_Activity_. The lines from the top of the data down to the line with "a name listing" should be repeated exactly, both ends included.

_Input data_.
......

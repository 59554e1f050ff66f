//! Listing of named cells with their addresses and current values

use std::io::Write;

use serde::Serialize;

use named_cells_core::accessor;
use named_cells_core::{Backend, CellRange, RangeValue, Result, Shape};

use crate::config::range_to_toml;

/// One row of a name listing
#[derive(Debug, Clone, PartialEq)]
pub struct NameSpec {
    pub sheet: String,
    pub range: CellRange,
    pub name: String,
    pub shape: Shape,
    pub value: RangeValue,
}

impl NameSpec {
    /// The value as one line of text: scalars as-is, vectors and tables in
    /// TOML inline syntax
    pub fn value_text(&self) -> String {
        match &self.value {
            RangeValue::Scalar(v) => v.to_string(),
            other => range_to_toml(&self.name, other.clone())
                .map(|t| t.to_string())
                .unwrap_or_else(|_| other.to_string()),
        }
    }
}

/// Workbook-scoped names starting with `prefix`, sorted by sheet, range and
/// name
pub fn specifications<B: Backend + ?Sized>(book: &B, prefix: Option<&str>) -> Result<Vec<NameSpec>> {
    let mut specs = accessor::names(book, prefix)
        .iter()
        .map(|name| {
            let range = accessor::resolve(book, name)?;
            let value = accessor::read_range(book, &range)?;
            Ok(NameSpec {
                sheet: range.sheet().to_string(),
                range: *range.range(),
                shape: range.shape,
                name: range.name,
                value,
            })
        })
        .collect::<Result<Vec<_>>>()?;

    specs.sort_by(|a, b| {
        (&a.sheet, a.range.start, a.range.end, &a.name)
            .cmp(&(&b.sheet, b.range.start, b.range.end, &b.name))
    });
    Ok(specs)
}

/// One CSV row of [`write_csv`]
#[derive(Serialize)]
struct Row<'a> {
    sheet: &'a str,
    range: String,
    name: &'a str,
    shape: &'static str,
    value: String,
}

const HEADER: [&str; 5] = ["sheet", "range", "name", "shape", "value"];

/// Write `specs` as CSV with columns `sheet,range,name,shape,value`
///
/// The header row is written even when there are no names.
pub fn write_csv<W: Write>(specs: &[NameSpec], writer: W) -> csv::Result<()> {
    let mut csv_writer = csv::WriterBuilder::new()
        .has_headers(false)
        .terminator(csv::Terminator::Any(b'\n'))
        .from_writer(writer);

    csv_writer.write_record(HEADER)?;
    for spec in specs {
        csv_writer.serialize(Row {
            sheet: &spec.sheet,
            range: spec.range.to_a1_string(),
            name: &spec.name,
            shape: spec.shape.as_str(),
            value: spec.value_text(),
        })?;
    }

    csv_writer.flush()?;
    Ok(())
}

#[cfg(test)]
mod tests {
    use super::*;
    use named_cells_core::Value;
    use pretty_assertions::assert_eq;

    fn spec(name: &str, range: &str, value: RangeValue) -> NameSpec {
        let range = CellRange::parse(range).unwrap();
        NameSpec {
            sheet: "Inputs".into(),
            shape: Shape::of(&range),
            range,
            name: name.into(),
            value,
        }
    }

    #[test]
    fn test_value_text() {
        let scalar = spec("i.a", "B1", RangeValue::Scalar(Value::text("hello")));
        assert_eq!(scalar.value_text(), "hello");
        let vector = spec(
            "v.a",
            "B1:B2",
            RangeValue::Vector(vec![Value::Number(1.0), Value::Number(2.5)]),
        );
        assert_eq!(vector.value_text(), "[1, 2.5]");
    }

    #[test]
    fn test_write_csv() {
        let specs = vec![
            spec("i.a", "B1", RangeValue::Scalar(Value::Number(42.0))),
            spec("i.b", "B2", RangeValue::Scalar(Value::text("x, y"))),
        ];
        let mut out = Vec::new();
        write_csv(&specs, &mut out).unwrap();
        assert_eq!(
            String::from_utf8(out).unwrap(),
            "sheet,range,name,shape,value\nInputs,B1,i.a,scalar,42\nInputs,B2,i.b,scalar,\"x, y\"\n"
        );
    }
}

......

_Task solution_.
repository 59554e1f050ff66f
//! Listing of named cells with their addresses and current values

use std::io::Write;

use serde::Serialize;

use named_cells_core::accessor;
use named_cells_core::{Backend, CellRange, RangeValue, Result, Shape};

use crate::config::range_to_toml;

/// One row of a name listing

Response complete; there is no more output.